* _Records for the exercise_
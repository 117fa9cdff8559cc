//! numdoc: tolerant documentation-example testing for numeric code.
//!
//! # Architecture
//!
//! ```text
//! SymbolGraph ──► Discoverer ──► Doctest ──► DocTestRunner ──► RunReport
//!                     │                           │
//!               ExampleParser            Interpreter + OutputChecker
//! ```
//!
//! The leaf crates carry the pieces: `numdoc_ir` the data model and
//! configuration, `numdoc_parse` the transcript parser, `numdoc_check` the
//! output checkers and `numdoc_eval` the shipped interpreter. This crate
//! adds discovery, execution and the frontends.

pub mod frontend;
pub mod symbols;
pub mod test;

use std::sync::Once;

pub use frontend::{testfile, testfile_with, testmod, testmod_path, testmod_with, FrontendError, TestRun};
pub use numdoc_check::{ExactChecker, OutputChecker, TolerantChecker};
pub use numdoc_eval::Evaluator;
pub use numdoc_ir::{Config, ConfigBuilder, ConfigError, Doctest, Example, RunHistory, RunResult, Strategy};
pub use numdoc_parse::ExampleParser;
pub use symbols::{SymbolGraph, SymbolTree};

static TRACING_INIT: Once = Once::new();

/// Initialize tracing for debug output.
///
/// Safe to call multiple times. Does nothing unless `RUST_LOG` is set, e.g.
/// `RUST_LOG=numdoc=debug`. With `NUMDOC_LOG_TREE=1` spans are drawn as a
/// tree instead of flat lines.
pub fn init_tracing() {
    TRACING_INIT.call_once(|| {
        use tracing_subscriber::{fmt, prelude::*, EnvFilter};

        if std::env::var("RUST_LOG").is_err() {
            return;
        }
        let tree = std::env::var("NUMDOC_LOG_TREE").is_ok_and(|v| v == "1");
        let tree_layer = tree.then(|| {
            tracing_tree::HierarchicalLayer::new(2)
                .with_targets(true)
                .with_writer(std::io::stderr)
        });
        let flat_layer = (!tree).then(|| {
            fmt::layer()
                .with_target(true)
                .with_level(true)
                .with_writer(std::io::stderr)
        });
        tracing_subscriber::registry()
            .with(tree_layer)
            .with(flat_layer)
            .with(EnvFilter::from_default_env())
            .init();
    });
}
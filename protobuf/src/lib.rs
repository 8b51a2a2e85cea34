tonic::include_proto!("remoteexec");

* _Exercise instructions_
Every line above that holds "Doctest" should be tallied; answer with the total alone.

* _Task output_
2